Start of MATERIAL SUPPLIED

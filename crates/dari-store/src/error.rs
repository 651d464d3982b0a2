use thiserror::Error;

/// Errors produced by the store layer.
#[derive(Error, Debug)]
pub enum StoreError {
    /// SQLite error that is not a transient lock conflict.
    #[error("Database error: {0}")]
    Sqlite(rusqlite::Error),

    /// The store cannot serve the request right now (busy, locked, offline).
    /// Safe to retry with backoff.
    #[error("Store unavailable: {0}")]
    Unavailable(String),

    /// The authenticated session may not perform this operation.
    #[error("Permission denied: {0}")]
    PermissionDenied(String),

    /// The addressed document does not exist.
    #[error("Document not found")]
    NotFound,

    /// A conditional update found the document in an unexpected state.
    #[error("Precondition failed: {0}")]
    PreconditionFailed(String),

    /// Malformed collection path or document id.
    #[error("Invalid path: {0}")]
    InvalidPath(String),

    /// A stored document body is not valid JSON.
    #[error("JSON error: {0}")]
    Json(#[from] serde_json::Error),

    /// Timestamp column could not be parsed.
    #[error("Timestamp parse error: {0}")]
    ChronoParse(#[from] chrono::ParseError),

    /// Failed to determine a platform data directory.
    #[error("Could not determine application data directory")]
    NoDataDir,

    /// Generic I/O error (e.g. creating the database directory).
    #[error("IO error: {0}")]
    Io(#[from] std::io::Error),

    /// Migration failure.
    #[error("Migration error: {0}")]
    Migration(String),

    /// A thread panicked while holding the store lock.
    #[error("Store lock poisoned")]
    LockPoisoned,
}

impl StoreError {
    /// Whether retrying the same operation later may succeed.
    pub fn is_transient(&self) -> bool {
        matches!(self, StoreError::Unavailable(_))
    }
}

impl From<rusqlite::Error> for StoreError {
    fn from(err: rusqlite::Error) -> Self {
        match &err {
            rusqlite::Error::SqliteFailure(failure, _)
                if matches!(
                    failure.code,
                    rusqlite::ErrorCode::DatabaseBusy | rusqlite::ErrorCode::DatabaseLocked
                ) =>
            {
                StoreError::Unavailable(err.to_string())
            }
            _ => StoreError::Sqlite(err),
        }
    }
}

/// Convenience alias used throughout the crate.
pub type Result<T> = std::result::Result<T, StoreError>;
//! Document model shared by the SQLite helpers and the [`DocumentStore`] trait.
//!
//! [`DocumentStore`]: crate::DocumentStore

use chrono::{DateTime, Utc};
use serde::{Deserialize, Serialize};

use crate::error::{Result, StoreError};

/// A stored JSON object plus its store-assigned identity.
#[derive(Debug, Clone, PartialEq, Serialize, Deserialize)]
pub struct Document {
    pub id: String,
    pub data: serde_json::Value,
    pub created_at: DateTime<Utc>,
    pub updated_at: DateTime<Utc>,
}

/// One change delivered to a collection subscriber.
#[derive(Debug, Clone, PartialEq)]
pub enum DocumentChange {
    Added(Document),
    Modified(Document),
    Removed { id: String },
}

impl DocumentChange {
    pub fn id(&self) -> &str {
        match self {
            DocumentChange::Added(doc) | DocumentChange::Modified(doc) => &doc.id,
            DocumentChange::Removed { id } => id,
        }
    }
}

/// Condition a document must satisfy for an update to apply.
#[derive(Debug, Clone, PartialEq, Eq)]
pub enum Precondition {
    /// Apply whenever the document exists.
    Exists,
    /// Apply only if the named top-level field is absent or null.
    FieldAbsent(String),
}

impl Precondition {
    pub(crate) fn check(&self, current: &serde_json::Value) -> Result<()> {
        match self {
            Precondition::Exists => Ok(()),
            Precondition::FieldAbsent(field) => match current.get(field) {
                None | Some(serde_json::Value::Null) => Ok(()),
                Some(_) => Err(StoreError::PreconditionFailed(format!(
                    "field '{field}' already set"
                ))),
            },
        }
    }
}

/// Path of a subcollection nested under one document.
pub fn subcollection(collection: &str, id: &str, name: &str) -> String {
    format!("{collection}/{id}/{name}")
}

/// Collection paths alternate collection and document segments and therefore
/// always have an odd number of non-empty segments.
pub fn validate_collection(path: &str) -> Result<()> {
    let segments: Vec<&str> = path.split('/').collect();
    if segments.iter().any(|s| s.is_empty()) || segments.len() % 2 == 0 {
        return Err(StoreError::InvalidPath(path.to_string()));
    }
    Ok(())
}

pub fn validate_id(id: &str) -> Result<()> {
    if id.is_empty() || id.contains('/') {
        return Err(StoreError::InvalidPath(format!("bad document id '{id}'")));
    }
    Ok(())
}

/// Shallow-merge `patch` into `target`, the way a field update behaves.
pub(crate) fn merge_fields(
    target: &mut serde_json::Value,
    patch: serde_json::Map<String, serde_json::Value>,
) -> Result<()> {
    let object = target
        .as_object_mut()
        .ok_or_else(|| StoreError::PreconditionFailed("document is not an object".into()))?;
    for (key, value) in patch {
        object.insert(key, value);
    }
    Ok(())
}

End of MATERIAL SUPPLIED

→ **WHAT YOU NEED TO DO**: Each line above that has the word "PreconditionFailed" should be copied.

→ **OUTPUT FOR THIS EXERCISE**:
    PreconditionFailed(String),
                Some(_) => Err(StoreError::PreconditionFailed(format!(
        .ok_or_else(|| StoreError::PreconditionFailed("document is not an object".into()))?;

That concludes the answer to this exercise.